(Dataset items)

"""

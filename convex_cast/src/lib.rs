//! Convex casts (shape sweeps) over a Rapier query world, driven with host
//! `glam` math types.
//!
//! ```no_run
//! use convex_cast::{CastQuery, ConvexCaster, QueryWorld};
//! use glam::Vec3;
//!
//! # fn statics() -> Vec<convex_cast::WorldStaticDef> { Vec::new() }
//! let world = QueryWorld::build(statics());
//! let caster = ConvexCaster::new(&world);
//! let query = CastQuery::linear(Vec3::new(0.0, 5.0, 0.0), Vec3::new(0.0, -5.0, 0.0));
//! let _hit = caster.sphere_cast(0.5, 0.0, &query)?.is_hit();
//! # Ok::<(), convex_cast::CastError>(())
//! ```

pub mod bridge;
pub mod cast;
pub mod constants;
pub mod error;
pub mod filter;
pub mod rapier;
pub mod rapier_world;
pub mod shape;

pub use bridge::Pose;
pub use cast::{CastHit, CastOutcome, CastQuery, ConvexCaster};
pub use constants::{CONTACT_PREDICTION, DEFAULT_ALLOWED_PENETRATION, MIN_SWEEP_SQ, ROTATION_EPS};
pub use error::CastError;
pub use filter::{BitmaskFlags, CastFilter, CollisionLayer, FlagBitmask};
pub use rapier::{StaticShapeDef, WorldStaticDef, collider_from_def};
pub use rapier_world::{QueryWorld, SweepWorld};
pub use shape::{CastShape, Orientation, ShapeDef};
use thiserror::Error;

/// Errors raised by the cast entry points and shape factories.
///
/// A missing physics world is not an error: casts report it as
/// [`CastOutcome::WorldUnavailable`](crate::CastOutcome::WorldUnavailable).
#[derive(Debug, Clone, PartialEq, Error)]
pub enum CastError {
    /// Raw orientation value outside `0..=3` (None, Up, Right, Back).
    #[error("invalid orientation: {0}")]
    InvalidOrientation(u8),

    /// A shape factory could not produce a shape from the given parameters.
    #[error("failed to generate {shape} shape: {reason}")]
    ShapeConstruction { shape: &'static str, reason: String },

    /// Sweeps only support convex shapes.
    #[error("shape is not convex")]
    NonConvexShape,
}

impl CastError {
    pub(crate) fn construction(shape: &'static str, reason: impl Into<String>) -> Self {
        Self::ShapeConstruction {
            shape,
            reason: reason.into(),
        }
    }
}
use std::collections::BTreeMap;
use std::fmt;

use serde::{Deserialize, Serialize};
use uuid::Uuid;

use crate::value::Value;

/// Opaque identifier of a matter.
#[derive(Debug, Clone, PartialEq, Eq, PartialOrd, Ord, Hash, Serialize, Deserialize)]
#[serde(transparent)]
pub struct MatterId(String);

impl MatterId {
    /// Generate a new random matter ID.
    pub fn generate() -> Self {
        Self(Uuid::new_v4().simple().to_string())
    }

    /// The raw identifier text.
    pub fn as_str(&self) -> &str {
        &self.0
    }

    /// At most the first eight characters, for compact listings.
    pub fn short(&self) -> &str {
        match self.0.char_indices().nth(8) {
            Some((idx, _)) => &self.0[..idx],
            None => &self.0,
        }
    }
}

impl fmt::Display for MatterId {
    fn fmt(&self, f: &mut fmt::Formatter<'_>) -> fmt::Result {
        f.write_str(&self.0)
    }
}

impl From<&str> for MatterId {
    fn from(s: &str) -> Self {
        Self(s.to_string())
    }
}

impl From<String> for MatterId {
    fn from(s: String) -> Self {
        Self(s)
    }
}

impl From<&MatterId> for MatterId {
    fn from(id: &MatterId) -> Self {
        id.clone()
    }
}

/// One entity in the store.
///
/// A `Matter` only knows its own overrides. Reads that fall through to the
/// parent chain live on [`MatterRef`](crate::resolve::MatterRef), which pairs
/// a matter with the store that holds its ancestors.
///
/// Detached matters built with [`Matter::new`] are meant for bulk loading
/// through [`MattersStore::load`](crate::store::MattersStore::load); once a
/// matter is in a store every change goes through the store.
#[derive(Debug, Clone, PartialEq, Serialize, Deserialize)]
pub struct Matter {
    pub(crate) id: MatterId,
    #[serde(default, skip_serializing_if = "Option::is_none")]
    pub(crate) inherites: Option<MatterId>,
    #[serde(default, skip_serializing_if = "Option::is_none")]
    pub(crate) owner: Option<MatterId>,
    #[serde(default)]
    pub(crate) dependents: usize,
    #[serde(default)]
    pub(crate) properties: BTreeMap<String, Value>,
}

impl Matter {
    /// Create a detached matter with no parent, owner, or overrides.
    pub fn new(id: impl Into<MatterId>) -> Self {
        Self {
            id: id.into(),
            inherites: None,
            owner: None,
            dependents: 0,
            properties: BTreeMap::new(),
        }
    }

    /// Set the parent this matter inherits from.
    pub fn with_parent(mut self, parent: impl Into<MatterId>) -> Self {
        self.inherites = Some(parent.into());
        self
    }

    /// Set the matter that composes this one.
    pub fn with_owner(mut self, owner: impl Into<MatterId>) -> Self {
        self.owner = Some(owner.into());
        self
    }

    /// Add an own override.
    pub fn with_property(mut self, key: impl Into<String>, value: impl Into<Value>) -> Self {
        self.properties.insert(key.into(), value.into());
        self
    }

    /// Unique identifier for this matter.
    pub fn id(&self) -> &MatterId {
        &self.id
    }

    /// The parent this matter inherits from, if any.
    pub fn inherites(&self) -> Option<&MatterId> {
        self.inherites.as_ref()
    }

    /// The matter that composes this one, if any.
    pub fn owner(&self) -> Option<&MatterId> {
        self.owner.as_ref()
    }

    /// How many links across the store point at this matter.
    pub fn dependents(&self) -> usize {
        self.dependents
    }

    /// The own overrides, ordered by key.
    pub fn properties(&self) -> &BTreeMap<String, Value> {
        &self.properties
    }

    /// The own override for `key`, without consulting the parent chain.
    pub fn own(&self, key: &str) -> Option<&Value> {
        self.properties.get(key)
    }

    /// True iff this matter defines its own value for `key`.
    pub fn is_overrided(&self, key: &str) -> bool {
        self.properties.contains_key(key)
    }

    /// Own keys in order.
    pub fn own_keys(&self) -> impl Iterator<Item = &str> {
        self.properties.keys().map(String::as_str)
    }

    /// Own link overrides as `(key, target)` pairs.
    pub fn own_links(&self) -> impl Iterator<Item = (&str, &MatterId)> {
        self.properties
            .iter()
            .filter_map(|(k, v)| v.as_link().map(|id| (k.as_str(), id)))
    }

    /// How many own links point at `target`.
    pub fn links_to(&self, target: &MatterId) -> usize {
        self.own_links().filter(|(_, id)| *id == target).count()
    }
}
use std::fmt;

use crate::matter::MatterId;

/// Alias for `Result<T, MatterError>`.
pub type MatterResult<T> = Result<T, MatterError>;

/// Errors returned by store operations.
///
/// `NotFound` and `Conflict` are expected outcomes a caller reports to the
/// user; nothing in the store retries them.
#[derive(Debug, Clone, PartialEq, thiserror::Error)]
pub enum MatterError {
    /// The referenced matter does not exist in the store.
    #[error("matter not found: {0}")]
    NotFound(MatterId),

    /// The operation would break referential integrity.
    #[error("conflict on {id}: {conflict}")]
    Conflict {
        /// The matter the conflict was detected on.
        id: MatterId,
        /// What kind of integrity rule was violated.
        conflict: Conflict,
    },

    /// A value cannot be written to the given property.
    #[error("invalid value for \"{key}\": {reason}")]
    InvalidValue {
        /// The property key being written.
        key: String,
        /// Human-readable description of the problem.
        reason: String,
    },
}

impl MatterError {
    pub(crate) fn conflict(id: &MatterId, conflict: Conflict) -> Self {
        Self::Conflict {
            id: id.clone(),
            conflict,
        }
    }

    pub(crate) fn invalid(key: &str, reason: impl Into<String>) -> Self {
        Self::InvalidValue {
            key: key.to_string(),
            reason: reason.into(),
        }
    }

    /// Returns true for `NotFound`.
    pub fn is_not_found(&self) -> bool {
        matches!(self, Self::NotFound(_))
    }

    /// Returns true for any `Conflict`.
    pub fn is_conflict(&self) -> bool {
        matches!(self, Self::Conflict { .. })
    }
}

/// The integrity rule a `Conflict` error refers to.
#[derive(Debug, Clone, Copy, PartialEq, Eq)]
pub enum Conflict {
    /// Other matters still link here.
    Dependents(usize),
    /// The matter owns sub-matters and the store blocks cascading removal.
    Owned(usize),
    /// Other matters inherit from this one.
    Heirs(usize),
    /// The assignment would make the inheritance chain loop.
    InheritanceCycle,
    /// The assignment would make the ownership chain loop.
    OwnershipCycle,
}

impl fmt::Display for Conflict {
    fn fmt(&self, f: &mut fmt::Formatter<'_>) -> fmt::Result {
        match self {
            Self::Dependents(n) => write!(f, "has {n} dependent{}", plural(*n)),
            Self::Owned(n) => write!(f, "owns {n} matter{}", plural(*n)),
            Self::Heirs(n) => write!(f, "is inherited by {n} matter{}", plural(*n)),
            Self::InheritanceCycle => write!(f, "inheritance cycle"),
            Self::OwnershipCycle => write!(f, "ownership cycle"),
        }
    }
}

fn plural(n: usize) -> &'static str {
    if n == 1 { "" } else { "s" }
}

#[cfg(test)]
mod tests {
    use super::*;

    #[test]
    fn conflict_message_reads_naturally() {
        let err = MatterError::conflict(&MatterId::from("tex"), Conflict::Dependents(1));
        assert_eq!(err.to_string(), "conflict on tex: has 1 dependent");

        let err = MatterError::conflict(&MatterId::from("mesh"), Conflict::Heirs(3));
        assert_eq!(err.to_string(), "conflict on mesh: is inherited by 3 matters");
    }

    #[test]
    fn error_classification() {
        assert!(MatterError::NotFound(MatterId::from("x")).is_not_found());
        assert!(MatterError::conflict(&MatterId::from("x"), Conflict::OwnershipCycle).is_conflict());
        assert!(!MatterError::invalid("k", "bad").is_conflict());
    }
}
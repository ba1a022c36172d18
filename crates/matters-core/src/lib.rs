//! Core engine for Matters: entities with prototype inheritance and typed links.
//!
//! A [`MattersStore`] owns every [`Matter`]. A matter overrides some
//! properties and inherits the rest from a single parent; [`Value::Link`]
//! properties point at other matters and are reference-counted so that a
//! linked matter cannot be removed out from under its referrers.
//!
//! All mutation goes through the store. Reads that resolve through the parent
//! chain go through [`MatterRef`], the borrowed view the store hands out.

/// Change descriptions returned by mutating operations.
pub mod change;
/// Store configuration.
pub mod config;
/// Error types used throughout the crate.
pub mod error;
/// Bulk loading and integrity auditing.
pub mod integrity;
/// Predicates over property values.
pub mod matcher;
/// Matter identifiers and the matter entity.
pub mod matter;
/// Filters and paged queries over a store.
pub mod query;
/// Inheritance-chain resolution and provenance.
pub mod resolve;
/// The matters store: lifecycle, links, and referential integrity.
pub mod store;
/// Depth-first link traversal.
pub mod traverse;
/// Property values and the link wire prefix.
pub mod value;

/// Re-export change types.
pub use change::ChangeSet;
/// Re-export configuration types.
pub use config::{CompositionPolicy, StoreConfig};
/// Re-export error types.
pub use error::{Conflict, MatterError, MatterResult};
/// Re-export integrity types.
pub use integrity::IntegrityIssue;
/// Re-export matcher types.
pub use matcher::Matcher;
/// Re-export core matter types.
pub use matter::{Matter, MatterId};
/// Re-export query types.
pub use query::{Filter, MatterQuery};
/// Re-export resolution types.
pub use resolve::{Ancestors, MatterRef, Provenance, ResolvedField};
/// Re-export store types.
pub use store::{MattersStore, Properties};
/// Re-export traversal types.
pub use traverse::{LinkVisit, Relation, Walk};
/// Re-export value types.
pub use value::{LINK_PREFIX, Value, ValueKind};
//! Configuration for a matters store.

use serde::{Deserialize, Serialize};

/// What removing an owner does to the matters it composes.
#[derive(Debug, Clone, Copy, Default, PartialEq, Eq, Serialize, Deserialize)]
#[serde(rename_all = "snake_case")]
pub enum CompositionPolicy {
    /// Owned matters are removed with their owner.
    #[default]
    Cascade,
    /// An owner cannot be removed while it owns anything.
    Block,
}

/// Configuration for a [`MattersStore`](crate::store::MattersStore).
#[derive(Debug, Clone, PartialEq, Eq, Serialize, Deserialize)]
pub struct StoreConfig {
    /// Behavior of `remove` on owners.
    pub composition: CompositionPolicy,
    /// Coerce or reject writes whose kind differs from the inherited value.
    pub strict_types: bool,
    /// Upper bound on inheritance chain length during resolution.
    pub max_chain_depth: usize,
}

impl Default for StoreConfig {
    fn default() -> Self {
        Self {
            composition: CompositionPolicy::Cascade,
            strict_types: false,
            max_chain_depth: 256,
        }
    }
}

impl StoreConfig {
    /// Set the composition policy.
    pub fn with_composition(mut self, policy: CompositionPolicy) -> Self {
        self.composition = policy;
        self
    }

    /// Enable or disable strict typing against inherited values.
    pub fn with_strict_types(mut self, strict: bool) -> Self {
        self.strict_types = strict;
        self
    }

    /// Set the maximum inheritance chain length (at least 1).
    pub fn with_max_chain_depth(mut self, depth: usize) -> Self {
        self.max_chain_depth = depth.max(1);
        self
    }
}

"""

- Your objective: Using the entries above, give again exactly the lines from the line holding "pub fn new(id: impl" through the line holding "pub fn with_owner(mut". Include both end lines and nothing else.

- Solution for this task:
    pub fn new(id: impl Into<MatterId>) -> Self {
        Self {
            id: id.into(),
            inherites: None,
            owner: None,
            dependents: 0,
            properties: BTreeMap::new(),
        }
    }

    /// Set the parent this matter inherits from.
    pub fn with_parent(mut self, parent: impl Into<MatterId>) -> Self {
        self.inherites = Some(parent.into());
        self
    }

    /// Set the matter that composes this one.
    pub fn with_owner(mut self, owner: impl Into<MatterId>) -> Self {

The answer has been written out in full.